**Work order**
In the data below, which lines hold "Critical"? Copy every one.

**Records provided**
● ● ● ●

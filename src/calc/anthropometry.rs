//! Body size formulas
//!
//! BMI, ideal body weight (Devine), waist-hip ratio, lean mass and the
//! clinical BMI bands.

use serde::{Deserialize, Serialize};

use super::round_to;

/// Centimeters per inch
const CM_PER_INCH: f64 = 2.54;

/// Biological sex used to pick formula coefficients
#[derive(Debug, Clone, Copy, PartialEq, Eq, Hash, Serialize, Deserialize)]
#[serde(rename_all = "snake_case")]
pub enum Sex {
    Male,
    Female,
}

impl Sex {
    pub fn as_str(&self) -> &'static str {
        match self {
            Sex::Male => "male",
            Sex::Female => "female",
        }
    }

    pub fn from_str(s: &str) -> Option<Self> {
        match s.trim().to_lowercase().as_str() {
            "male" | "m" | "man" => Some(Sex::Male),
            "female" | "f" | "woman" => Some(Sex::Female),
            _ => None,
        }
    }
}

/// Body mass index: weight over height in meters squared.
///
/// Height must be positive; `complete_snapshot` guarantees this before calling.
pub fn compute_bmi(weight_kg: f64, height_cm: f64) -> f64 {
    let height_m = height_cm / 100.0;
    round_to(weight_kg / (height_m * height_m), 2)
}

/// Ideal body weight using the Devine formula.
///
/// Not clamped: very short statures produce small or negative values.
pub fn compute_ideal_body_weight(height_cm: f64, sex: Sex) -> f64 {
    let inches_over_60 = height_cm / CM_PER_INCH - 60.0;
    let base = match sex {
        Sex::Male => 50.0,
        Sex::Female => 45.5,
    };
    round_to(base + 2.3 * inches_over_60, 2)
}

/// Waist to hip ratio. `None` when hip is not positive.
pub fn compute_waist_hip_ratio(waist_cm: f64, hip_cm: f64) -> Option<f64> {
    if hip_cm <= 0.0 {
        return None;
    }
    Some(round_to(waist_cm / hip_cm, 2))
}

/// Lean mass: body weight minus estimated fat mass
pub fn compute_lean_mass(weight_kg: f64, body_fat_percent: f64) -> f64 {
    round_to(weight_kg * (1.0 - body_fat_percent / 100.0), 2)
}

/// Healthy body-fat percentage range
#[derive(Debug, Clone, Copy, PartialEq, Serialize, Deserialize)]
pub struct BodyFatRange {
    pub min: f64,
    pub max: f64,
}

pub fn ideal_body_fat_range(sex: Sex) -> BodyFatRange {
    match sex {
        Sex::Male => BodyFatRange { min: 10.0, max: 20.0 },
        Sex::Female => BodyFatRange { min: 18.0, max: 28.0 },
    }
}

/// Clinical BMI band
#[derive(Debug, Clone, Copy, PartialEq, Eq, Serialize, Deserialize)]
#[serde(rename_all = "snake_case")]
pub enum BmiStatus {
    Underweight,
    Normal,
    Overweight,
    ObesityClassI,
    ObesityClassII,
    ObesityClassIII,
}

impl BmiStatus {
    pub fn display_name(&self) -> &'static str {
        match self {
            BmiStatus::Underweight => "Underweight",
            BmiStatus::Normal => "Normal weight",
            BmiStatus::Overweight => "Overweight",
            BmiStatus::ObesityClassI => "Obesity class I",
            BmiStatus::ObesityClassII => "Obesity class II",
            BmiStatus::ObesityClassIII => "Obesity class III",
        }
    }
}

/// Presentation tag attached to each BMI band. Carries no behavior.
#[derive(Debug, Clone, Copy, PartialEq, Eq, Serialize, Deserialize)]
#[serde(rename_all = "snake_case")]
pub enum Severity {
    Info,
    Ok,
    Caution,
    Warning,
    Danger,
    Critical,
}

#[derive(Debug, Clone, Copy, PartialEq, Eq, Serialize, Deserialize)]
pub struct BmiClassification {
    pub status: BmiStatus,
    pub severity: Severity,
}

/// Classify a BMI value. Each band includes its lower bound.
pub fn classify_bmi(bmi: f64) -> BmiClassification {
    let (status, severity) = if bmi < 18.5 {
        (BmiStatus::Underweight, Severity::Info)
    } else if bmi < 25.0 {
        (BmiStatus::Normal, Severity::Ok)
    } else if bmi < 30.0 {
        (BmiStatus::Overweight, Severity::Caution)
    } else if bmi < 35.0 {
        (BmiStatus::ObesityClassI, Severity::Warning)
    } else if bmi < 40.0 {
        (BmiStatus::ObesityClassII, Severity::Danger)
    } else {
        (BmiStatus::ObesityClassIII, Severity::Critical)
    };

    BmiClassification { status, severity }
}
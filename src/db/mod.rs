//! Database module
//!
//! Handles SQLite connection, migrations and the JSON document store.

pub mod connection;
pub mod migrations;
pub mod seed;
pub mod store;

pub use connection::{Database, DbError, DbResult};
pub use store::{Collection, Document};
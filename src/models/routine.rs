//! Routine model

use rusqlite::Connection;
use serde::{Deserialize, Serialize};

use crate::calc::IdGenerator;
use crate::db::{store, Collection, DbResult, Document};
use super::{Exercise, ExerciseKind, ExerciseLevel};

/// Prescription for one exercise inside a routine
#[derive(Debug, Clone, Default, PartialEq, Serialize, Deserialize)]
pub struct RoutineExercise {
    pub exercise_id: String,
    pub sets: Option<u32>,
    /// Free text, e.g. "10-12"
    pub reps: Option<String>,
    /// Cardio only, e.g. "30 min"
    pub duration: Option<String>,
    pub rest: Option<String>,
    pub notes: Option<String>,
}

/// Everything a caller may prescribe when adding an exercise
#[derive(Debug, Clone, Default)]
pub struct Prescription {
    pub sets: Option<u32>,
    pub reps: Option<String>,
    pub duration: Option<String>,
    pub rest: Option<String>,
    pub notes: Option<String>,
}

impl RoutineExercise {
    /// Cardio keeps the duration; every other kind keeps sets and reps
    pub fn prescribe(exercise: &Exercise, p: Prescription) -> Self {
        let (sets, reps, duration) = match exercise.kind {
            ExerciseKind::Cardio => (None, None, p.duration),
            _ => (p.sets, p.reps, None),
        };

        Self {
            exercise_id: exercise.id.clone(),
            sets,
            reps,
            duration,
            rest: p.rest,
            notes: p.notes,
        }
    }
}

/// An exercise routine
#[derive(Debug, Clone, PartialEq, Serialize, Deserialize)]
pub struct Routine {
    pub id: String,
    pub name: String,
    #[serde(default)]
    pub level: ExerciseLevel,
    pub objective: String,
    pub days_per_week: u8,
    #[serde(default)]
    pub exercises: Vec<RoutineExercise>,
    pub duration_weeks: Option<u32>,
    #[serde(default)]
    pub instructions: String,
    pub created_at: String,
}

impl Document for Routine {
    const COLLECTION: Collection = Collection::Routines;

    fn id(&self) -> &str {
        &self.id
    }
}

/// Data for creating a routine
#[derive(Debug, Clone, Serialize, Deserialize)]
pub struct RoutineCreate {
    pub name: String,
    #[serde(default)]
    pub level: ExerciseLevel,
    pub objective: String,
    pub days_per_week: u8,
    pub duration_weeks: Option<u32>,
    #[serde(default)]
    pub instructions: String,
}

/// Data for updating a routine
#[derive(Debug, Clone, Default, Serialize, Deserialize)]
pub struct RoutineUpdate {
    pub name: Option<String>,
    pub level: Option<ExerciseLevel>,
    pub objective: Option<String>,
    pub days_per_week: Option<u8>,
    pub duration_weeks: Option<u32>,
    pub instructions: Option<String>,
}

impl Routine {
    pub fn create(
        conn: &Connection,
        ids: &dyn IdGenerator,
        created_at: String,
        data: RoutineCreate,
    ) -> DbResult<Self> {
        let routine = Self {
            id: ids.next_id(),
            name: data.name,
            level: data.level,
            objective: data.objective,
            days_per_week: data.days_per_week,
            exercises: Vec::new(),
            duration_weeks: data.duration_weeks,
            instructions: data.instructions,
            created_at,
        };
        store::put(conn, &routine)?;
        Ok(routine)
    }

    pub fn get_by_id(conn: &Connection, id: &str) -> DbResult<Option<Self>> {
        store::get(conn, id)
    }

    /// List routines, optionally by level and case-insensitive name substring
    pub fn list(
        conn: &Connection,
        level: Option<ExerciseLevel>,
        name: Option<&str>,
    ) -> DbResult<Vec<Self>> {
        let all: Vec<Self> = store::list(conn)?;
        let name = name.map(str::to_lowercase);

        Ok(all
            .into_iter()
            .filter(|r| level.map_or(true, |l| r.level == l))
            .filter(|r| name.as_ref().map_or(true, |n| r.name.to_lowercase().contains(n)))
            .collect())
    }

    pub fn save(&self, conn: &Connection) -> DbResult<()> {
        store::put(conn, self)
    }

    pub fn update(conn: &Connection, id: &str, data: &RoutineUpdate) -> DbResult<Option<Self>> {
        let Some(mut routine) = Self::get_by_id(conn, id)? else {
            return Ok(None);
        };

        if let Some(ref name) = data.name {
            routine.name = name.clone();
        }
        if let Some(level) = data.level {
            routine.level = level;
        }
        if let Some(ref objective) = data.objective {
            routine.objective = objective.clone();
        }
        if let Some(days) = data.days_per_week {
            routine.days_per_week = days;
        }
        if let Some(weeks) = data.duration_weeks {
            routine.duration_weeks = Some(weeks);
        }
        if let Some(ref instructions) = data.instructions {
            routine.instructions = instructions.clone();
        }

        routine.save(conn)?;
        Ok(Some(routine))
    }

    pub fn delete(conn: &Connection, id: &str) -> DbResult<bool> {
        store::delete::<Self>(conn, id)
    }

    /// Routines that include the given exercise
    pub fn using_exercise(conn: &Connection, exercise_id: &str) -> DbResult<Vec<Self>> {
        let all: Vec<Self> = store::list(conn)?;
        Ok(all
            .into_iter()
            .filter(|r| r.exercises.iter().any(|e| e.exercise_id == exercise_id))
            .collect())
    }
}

● ● ● ●

**Written solution**
    Critical,
        (BmiStatus::ObesityClassIII, Severity::Critical)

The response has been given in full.